On limits of manifolds This question should be fairly elementary. I’d just like to check I’m not missing anything.
Let $\{M_n\}_{n\ge 0}$ be an inverse system of smooth manifolds with transition maps $f_{t,s} : M_t\to M_s$, $t\ge s$, that are local diffeomorphisms.
Let $M$ be the topological inverse limit.

For every $x\in M$, does there exist an open neighborhood $U\subset M$ of $x$, such that $U$ is homeomorphic to some smooth manifold that is diffeomorphic to an open subset of $M_n$ for some $n$?

 A: In general, this will be false. Examples are found among solenoidal manifolds, defined by Sullivan.
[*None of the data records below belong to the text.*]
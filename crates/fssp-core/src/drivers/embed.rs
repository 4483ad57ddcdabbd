//! Verification that a fixed table collapses onto an aggregate table.
//!
//! Blocks of `gran` base states are renamed to single aggregate states. The
//! closure of the seed segments is walked breadth first; for every window
//! `w` in it, running the base table `base * stride` steps on the
//! exponentiated window must give the exponentiation of what `stride` steps
//! give on `w` itself. When every window passes, the renamed windows and
//! their renamed images form the aggregate table.

use std::collections::BTreeMap;

use crate::config::EmbedConfig;
use crate::{Error, Result, RuleTable, Segment, Symbol, WindowQueue};

/// Bijective renaming of `gran`-blocks to aggregate states.
///
/// The all-Q and all-F blocks are always renamed to Q and F. Other blocks
/// take the next unused symbol from the pool the first time they are seen.
#[derive(Debug, Clone)]
pub struct SymbolRenamer {
    gran: usize,
    pool: std::vec::IntoIter<Symbol>,
    names: BTreeMap<Segment, Symbol>,
}

impl SymbolRenamer {
    /// # Errors
    ///
    /// Returns an error when the pool repeats a symbol or contains Q or F.
    pub fn new(gran: usize, pool: &[Symbol]) -> Result<Self> {
        let mut names = BTreeMap::new();
        names.insert(Segment::uniform(Symbol::QUIESCENT, gran), Symbol::QUIESCENT);
        names.insert(Segment::uniform(Symbol::FIRING, gran), Symbol::FIRING);
        for (i, &symbol) in pool.iter().enumerate() {
            if symbol.is_quiescent() || symbol.is_firing() {
                return Err(Error::ReservedSymbol {
                    symbol: symbol.as_char(),
                });
            }
            if pool[..i].contains(&symbol) {
                return Err(Error::DuplicateSymbol {
                    symbol: symbol.as_char(),
                });
            }
        }
        Ok(Self {
            gran,
            pool: pool.to_vec().into_iter(),
            names,
        })
    }

    /// Rename every block of `segment`.
    ///
    /// # Errors
    ///
    /// Returns [`Error::RenamePoolExhausted`] when a new block needs a name
    /// and the pool is empty.
    pub fn rename(&mut self, segment: &Segment) -> Result<Segment> {
        let mut renamed = Vec::with_capacity(segment.len() / self.gran);
        for block in segment.blocks(self.gran) {
            let block = Segment::new(block.to_vec());
            let symbol = match self.names.get(&block) {
                Some(&symbol) => symbol,
                None => {
                    let symbol = self.pool.next().ok_or_else(|| Error::RenamePoolExhausted {
                        block: block.to_string(),
                    })?;
                    tracing::trace!(%block, %symbol, "new aggregate state");
                    self.names.insert(block, symbol);
                    symbol
                }
            };
            renamed.push(symbol);
        }
        Ok(Segment::new(renamed))
    }

    /// Blocks named so far, Q and F blocks included.
    pub fn names(&self) -> &BTreeMap<Segment, Symbol> {
        &self.names
    }

    pub fn into_names(self) -> BTreeMap<Segment, Symbol> {
        self.names
    }
}

/// A successful embedding.
#[derive(Debug, Clone, PartialEq, Eq)]
pub struct Embedding {
    /// The aggregate table.
    pub table: RuleTable,
    /// Base block for each aggregate state.
    pub renaming: BTreeMap<Segment, Symbol>,
}

/// Why a window broke the embedding.
#[derive(Debug, Clone, PartialEq, Eq)]
pub enum RejectReason {
    /// The base table does not map a window met while simulating.
    Unmapped,
    /// The fine simulation disagrees with the exponentiated image.
    Mismatch { expected: Segment, found: Segment },
}

#[derive(Debug, Clone, PartialEq, Eq)]
pub struct Rejection {
    /// The closure window whose check failed.
    pub window: Segment,
    pub reason: RejectReason,
}

#[derive(Debug, Clone, PartialEq, Eq)]
pub enum Verification {
    Embedded(Embedding),
    Rejected(Rejection),
}

impl Verification {
    pub fn embedding(&self) -> Option<&Embedding> {
        match self {
            Verification::Embedded(embedding) => Some(embedding),
            Verification::Rejected(_) => None,
        }
    }
}

/// Checks a fixed base table against its renormalization.
#[derive(Debug, Clone)]
pub struct Embedder {
    table: RuleTable,
    seeds: Vec<Segment>,
    stride: usize,
    gran: usize,
    base: usize,
    pool: Vec<Symbol>,
}

impl Embedder {
    /// # Errors
    ///
    /// Returns an error when base is below 2, stride or granularity is
    /// zero, the base table is empty, there are no seeds, a seed is shorter
    /// than one aggregate window, the granularity does not divide the
    /// nullity or a seed length, or the renaming pool is malformed.
    pub fn new(config: &EmbedConfig) -> Result<Self> {
        if config.base < 2 {
            return Err(Error::invalid("base", format!("must be at least 2, got {}", config.base)));
        }
        if config.stride == 0 {
            return Err(Error::invalid("stride", "must be positive"));
        }
        if config.gran == 0 {
            return Err(Error::invalid("gran", "must be positive"));
        }
        if !config.base_table.is_sized() {
            return Err(Error::EmptyTable);
        }
        if config.seeds.is_empty() {
            return Err(Error::invalid("seeds", "at least one seed is required"));
        }
        let null = config.base_table.null() * config.stride;
        if null % config.gran != 0 {
            return Err(Error::Granularity {
                gran: config.gran,
                what: "nullity",
                len: null,
            });
        }
        for seed in &config.seeds {
            if seed.len() % config.gran != 0 {
                return Err(Error::Granularity {
                    gran: config.gran,
                    what: "seed length",
                    len: seed.len(),
                });
            }
            if seed.len() < null + config.gran {
                return Err(Error::invalid(
                    "seeds",
                    format!("{seed} is shorter than a window of {} cells", null + config.gran),
                ));
            }
        }
        SymbolRenamer::new(config.gran, &config.rename)?;

        Ok(Self {
            table: config.base_table.clone(),
            seeds: config.seeds.clone(),
            stride: config.stride,
            gran: config.gran,
            base: config.base,
            pool: config.rename.clone(),
        })
    }

    /// Base cells a window of the aggregate table reaches beyond its center.
    pub fn null(&self) -> usize {
        self.table.null() * self.stride
    }

    /// Walk the closure of the seeds.
    ///
    /// # Errors
    ///
    /// Only an exhausted renaming pool is an error; a window that fails to
    /// simulate or to match is reported as [`Verification::Rejected`].
    pub fn verify(&self) -> Result<Verification> {
        let null = self.null();
        let window_width = null + self.gran;
        let mut renamer = SymbolRenamer::new(self.gran, &self.pool)?;
        let mut aggregate = RuleTable::new(window_width / self.gran);
        let mut queue = WindowQueue::new(window_width, self.gran);
        for seed in &self.seeds {
            queue.enqueue(seed);
        }

        while let Some(window) = queue.dequeue() {
            let reject = |reason: RejectReason| -> Result<Verification> {
                tracing::debug!(%window, ?reason, "embedding rejected");
                Ok(Verification::Rejected(Rejection {
                    window: window.clone(),
                    reason,
                }))
            };

            let mut fine = window.exponentiate(self.base, self.gran);
            queue.enqueue(&fine);
            for _ in 0..self.base {
                match fine.advance(&self.table, self.stride) {
                    Some(next) => fine = next,
                    None => return reject(RejectReason::Unmapped),
                }
                queue.enqueue(&fine);
            }

            let Some(image) = window.advance(&self.table, self.stride) else {
                return reject(RejectReason::Unmapped);
            };
            let expected = image.exponentiate(self.base, self.gran);
            if fine != expected {
                return reject(RejectReason::Mismatch { expected, found: fine });
            }

            let key = renamer.rename(&window)?;
            let value = renamer.rename(&image)?;
            if let Some(symbol) = value.first() {
                aggregate.define(key, symbol)?;
            }
        }

        tracing::debug!(rules = aggregate.len(), "embedding verified");
        Ok(Verification::Embedded(Embedding {
            table: aggregate,
            renaming: renamer.into_names(),
        }))
    }
}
For example, 1-dimensional solenoids. 
Many of these are obtained by taking the inverse limit of finite-sheeted covers of a fixed manifold. The universal such example is obtained by taking a manifold $M$ with infinite residually finite fundamental group $\pi_1(M)$, and taking its profinite completion $\widehat{\pi_1(M)}$. Let $\tilde{M}$ denote the universal cover of $M$. Then $(\tilde{M}\times \widehat{\pi_1(M)})/ \pi_1(M)$ is a solenoid, where the action is by covering translation on the left and coset action on the right where $\pi_1(M)\subset \widehat{\pi_1(M)}$. 
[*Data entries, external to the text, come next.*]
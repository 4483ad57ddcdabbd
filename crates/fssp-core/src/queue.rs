//! Breadth-first closure over windows.

use std::collections::{HashSet, VecDeque};

use crate::Segment;

/// FIFO of windows awaiting verification.
///
/// Every window is queued at most once over the lifetime of the queue, so
/// draining it terminates: there are finitely many windows of a given width
/// over a finite alphabet.
#[derive(Debug, Clone)]
pub struct WindowQueue {
    width: usize,
    gran: usize,
    queued: VecDeque<Segment>,
    seen: HashSet<Segment>,
}

impl WindowQueue {
    /// Queue for windows of `width` cells stepped by `gran`.
    pub fn new(width: usize, gran: usize) -> Self {
        Self {
            width,
            gran,
            queued: VecDeque::new(),
            seen: HashSet::new(),
        }
    }

    /// Break `segment` into windows and queue the ones never seen before.
    ///
    /// Returns how many windows were queued.
    pub fn enqueue(&mut self, segment: &Segment) -> usize {
        let mut added = 0;
        for window in segment.windows(self.width, self.gran) {
            if self.seen.insert(window.clone()) {
                self.queued.push_back(window);
                added += 1;
            }
        }
        added
    }

    /// Pop the oldest queued window.
    pub fn dequeue(&mut self) -> Option<Segment> {
        self.queued.pop_front()
    }

    pub fn is_empty(&self) -> bool {
        self.queued.is_empty()
    }

    /// Number of windows still waiting.
    pub fn pending(&self) -> usize {
        self.queued.len()
    }

    /// Every window ever queued, including the ones already dequeued.
    pub fn seen(&self) -> impl Iterator<Item = &Segment> {
        self.seen.iter()
    }
}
This space is locally homeomorphic to open subsets of $\mathbb{R}^n \times \widehat{\pi_1(M)}$. For an infinite residually finite group, $\widehat{\pi_1(M)} \cong \mathcal{C}$, the Cantor set. So there is a neighborhood basis of sets which are homeomorphic $\mathbb{R}^n \times \mathcal{C}$ where $\mathcal{C}$ is totally disconnected, since $\mathcal{C}$ has a neighborhood basis of sets homeomorphic to itself.